## EXERCISE AIM
Collect from the data below each line with "Uuid".
------ RECORDS PROVIDED
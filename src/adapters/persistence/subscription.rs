use async_trait::async_trait;
use chrono::{DateTime, Utc};
use sqlx::Row;
use uuid::Uuid;

use crate::{
    adapters::persistence::PostgresPersistence,
    app_error::{AppError, AppResult},
    application::use_cases::billing::{
        CycleAdvance, NewSubscription, NewSubscriptionInvoice, SubscriptionInvoiceRepo,
        SubscriptionRepo,
    },
    domain::entities::subscription::{
        PendingPlanChange, Subscription, SubscriptionInvoice, SubscriptionStatus,
    },
};

const SELECT_COLS: &str = r#"
    id, user_id, plan_id, gateway, amount_cents, currency, card_token, card_last4,
    current_cycle, next_billing_at, retry_count, pending_plan_id, pending_amount_cents,
    status, created_at, updated_at
"#;

fn row_to_subscription(row: &sqlx::postgres::PgRow) -> Subscription {
    Subscription {
        id: row.get("id"),
        user_id: row.get("user_id"),
        plan_id: row.get("plan_id"),
        gateway: row.get("gateway"),
        amount_cents: row.get("amount_cents"),
        currency: row.get("currency"),
        card_token: row.get("card_token"),
        card_last4: row.get("card_last4"),
        current_cycle: row.get("current_cycle"),
        next_billing_at: row.get("next_billing_at"),
        retry_count: row.get("retry_count"),
        pending_change: PendingPlanChange::from_columns(
            row.get("pending_plan_id"),
            row.get("pending_amount_cents"),
        ),
        status: row.get("status"),
        created_at: row.get("created_at"),
        updated_at: row.get("updated_at"),
    }
}

const INVOICE_COLS: &str = r#"
    id, subscription_id, payment_intent_id, billing_cycle, amount_cents, status, billed_at
"#;

fn row_to_invoice(row: &sqlx::postgres::PgRow) -> SubscriptionInvoice {
    SubscriptionInvoice {
        id: row.get("id"),
        subscription_id: row.get("subscription_id"),
        payment_intent_id: row.get("payment_intent_id"),
        billing_cycle: row.get("billing_cycle"),
        amount_cents: row.get("amount_cents"),
        status: row.get("status"),
        billed_at: row.get("billed_at"),
    }
}

#[async_trait]
impl SubscriptionRepo for PostgresPersistence {
    async fn create(&self, input: &NewSubscription) -> AppResult<Subscription> {
        let id = Uuid::new_v4();
        let row = sqlx::query(&format!(
            r#"
            INSERT INTO subscriptions
                (id, user_id, plan_id, gateway, amount_cents, currency, card_token, card_last4,
                 current_cycle, next_billing_at, retry_count, status)
            VALUES ($1, $2, $3, $4, $5, $6, $7, $8, 1, $9, 0, 'active')
            RETURNING {}
            "#,
            SELECT_COLS
        ))
        .bind(id)
        .bind(input.user_id)
        .bind(input.plan_id)
        .bind(input.gateway)
        .bind(input.amount_cents)
        .bind(&input.currency)
        .bind(&input.card_token)
        .bind(&input.card_last4)
        .bind(input.next_billing_at)
        .fetch_one(self.pool())
        .await
        .map_err(AppError::from)?;
        Ok(row_to_subscription(&row))
    }

    async fn get(&self, id: Uuid) -> AppResult<Option<Subscription>> {
        let row = sqlx::query(&format!(
            "SELECT {} FROM subscriptions WHERE id = $1",
            SELECT_COLS
        ))
        .bind(id)
        .fetch_optional(self.pool())
        .await
        .map_err(AppError::from)?;
        Ok(row.as_ref().map(row_to_subscription))
    }

    async fn get_active_by_user(&self, user_id: Uuid) -> AppResult<Option<Subscription>> {
        let row = sqlx::query(&format!(
            "SELECT {} FROM subscriptions WHERE user_id = $1 AND status = 'active'",
            SELECT_COLS
        ))
        .bind(user_id)
        .fetch_optional(self.pool())
        .await
        .map_err(AppError::from)?;
        Ok(row.as_ref().map(row_to_subscription))
    }

    async fn list_due(&self, now: DateTime<Utc>, limit: i64) -> AppResult<Vec<Subscription>> {
        let rows = sqlx::query(&format!(
            r#"
            SELECT {} FROM subscriptions
            WHERE status = 'active' AND next_billing_at <= $1
            ORDER BY next_billing_at ASC
            LIMIT $2
            "#,
            SELECT_COLS
        ))
        .bind(now)
        .bind(limit)
        .fetch_all(self.pool())
        .await
        .map_err(AppError::from)?;
        Ok(rows.iter().map(row_to_subscription).collect())
    }

    async fn advance_cycle(&self, id: Uuid, update: &CycleAdvance) -> AppResult<()> {
        sqlx::query(
            r#"
            UPDATE subscriptions SET
                current_cycle = $2,
                next_billing_at = $3,
                plan_id = $4,
                amount_cents = $5,
                retry_count = 0,
                pending_plan_id = CASE WHEN $6 THEN NULL ELSE pending_plan_id END,
                pending_amount_cents = CASE WHEN $6 THEN NULL ELSE pending_amount_cents END,
                updated_at = CURRENT_TIMESTAMP
            WHERE id = $1
            "#,
        )
        .bind(id)
        .bind(update.current_cycle)
        .bind(update.next_billing_at)
        .bind(update.plan_id)
        .bind(update.amount_cents)
        .bind(update.clear_pending)
        .execute(self.pool())
        .await
        .map_err(AppError::from)?;
        Ok(())
    }

    async fn record_failure(
        &self,
        id: Uuid,
        retry_count: i32,
        status: SubscriptionStatus,
    ) -> AppResult<()> {
        sqlx::query(
            r#"
            UPDATE subscriptions
            SET retry_count = $2, status = $3, updated_at = CURRENT_TIMESTAMP
            WHERE id = $1
            "#,
        )
        .bind(id)
        .bind(retry_count)
        .bind(status)
        .execute(self.pool())
        .await
        .map_err(AppError::from)?;
        Ok(())
    }

    async fn set_pending_change(&self, id: Uuid, change: &PendingPlanChange) -> AppResult<()> {
        sqlx::query(
            r#"
            UPDATE subscriptions
            SET pending_plan_id = $2, pending_amount_cents = $3, updated_at = CURRENT_TIMESTAMP
            WHERE id = $1
            "#,
        )
        .bind(id)
        .bind(change.plan_id)
        .bind(change.amount_cents)
        .execute(self.pool())
        .await
        .map_err(AppError::from)?;
        Ok(())
    }

    async fn apply_plan_now(&self, id: Uuid, plan_id: Uuid, amount_cents: i64) -> AppResult<()> {
        sqlx::query(
            r#"
            UPDATE subscriptions
            SET plan_id = $2, amount_cents = $3,
                pending_plan_id = NULL, pending_amount_cents = NULL,
                updated_at = CURRENT_TIMESTAMP
            WHERE id = $1
            "#,
        )
        .bind(id)
        .bind(plan_id)
        .bind(amount_cents)
        .execute(self.pool())
        .await
        .map_err(AppError::from)?;
        Ok(())
    }

    async fn cancel(&self, id: Uuid) -> AppResult<()> {
        sqlx::query(
            r#"
            UPDATE subscriptions
            SET status = 'canceled', updated_at = CURRENT_TIMESTAMP
            WHERE id = $1
            "#,
        )
        .bind(id)
        .execute(self.pool())
        .await
        .map_err(AppError::from)?;
        Ok(())
    }
}

#[async_trait]
impl SubscriptionInvoiceRepo for PostgresPersistence {
    async fn exists_for_cycle(
        &self,
        subscription_id: Uuid,
        billing_cycle: i32,
    ) -> AppResult<bool> {
        let count: i64 = sqlx::query_scalar(
            "SELECT COUNT(*) FROM subscription_invoices WHERE subscription_id = $1 AND billing_cycle = $2",
        )
        .bind(subscription_id)
        .bind(billing_cycle)
        .fetch_one(self.pool())
        .await
        .map_err(AppError::from)?;
        Ok(count > 0)
    }

    // The unique (subscription_id, billing_cycle) index is the guard; a
    // conflicting insert simply reports that the cycle was already
    // processed.
    async fn try_create(&self, input: &NewSubscriptionInvoice) -> AppResult<bool> {
        let id = Uuid::new_v4();
        let result = sqlx::query(
            r#"
            INSERT INTO subscription_invoices
                (id, subscription_id, payment_intent_id, billing_cycle, amount_cents, status, billed_at)
            VALUES ($1, $2, $3, $4, $5, $6, $7)
            ON CONFLICT (subscription_id, billing_cycle) DO NOTHING
            "#,
        )
        .bind(id)
        .bind(input.subscription_id)
        .bind(input.payment_intent_id)
        .bind(input.billing_cycle)
        .bind(input.amount_cents)
        .bind(input.status)
        .bind(input.billed_at)
        .execute(self.pool())
        .await
        .map_err(AppError::from)?;
        Ok(result.rows_affected() == 1)
    }

    async fn list_by_subscription(
        &self,
        subscription_id: Uuid,
    ) -> AppResult<Vec<SubscriptionInvoice>> {
        let rows = sqlx::query(&format!(
            "SELECT {} FROM subscription_invoices WHERE subscription_id = $1 ORDER BY billing_cycle ASC",
            INVOICE_COLS
        ))
        .bind(subscription_id)
        .fetch_all(self.pool())
        .await
        .map_err(AppError::from)?;
        Ok(rows.iter().map(row_to_invoice).collect())
    }
}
------------
## WORKED SOLUTION
use uuid::Uuid;
        let id = Uuid::new_v4();
    async fn get(&self, id: Uuid) -> AppResult<Option<Subscription>> {
    async fn get_active_by_user(&self, user_id: Uuid) -> AppResult<Option<Subscription>> {
    async fn advance_cycle(&self, id: Uuid, update: &CycleAdvance) -> AppResult<()> {
        id: Uuid,
    async fn set_pending_change(&self, id: Uuid, change: &PendingPlanChange) -> AppResult<()> {
    async fn apply_plan_now(&self, id: Uuid, plan_id: Uuid, amount_cents: i64) -> AppResult<()> {
    async fn cancel(&self, id: Uuid) -> AppResult<()> {
        subscription_id: Uuid,
        let id = Uuid::new_v4();
        subscription_id: Uuid,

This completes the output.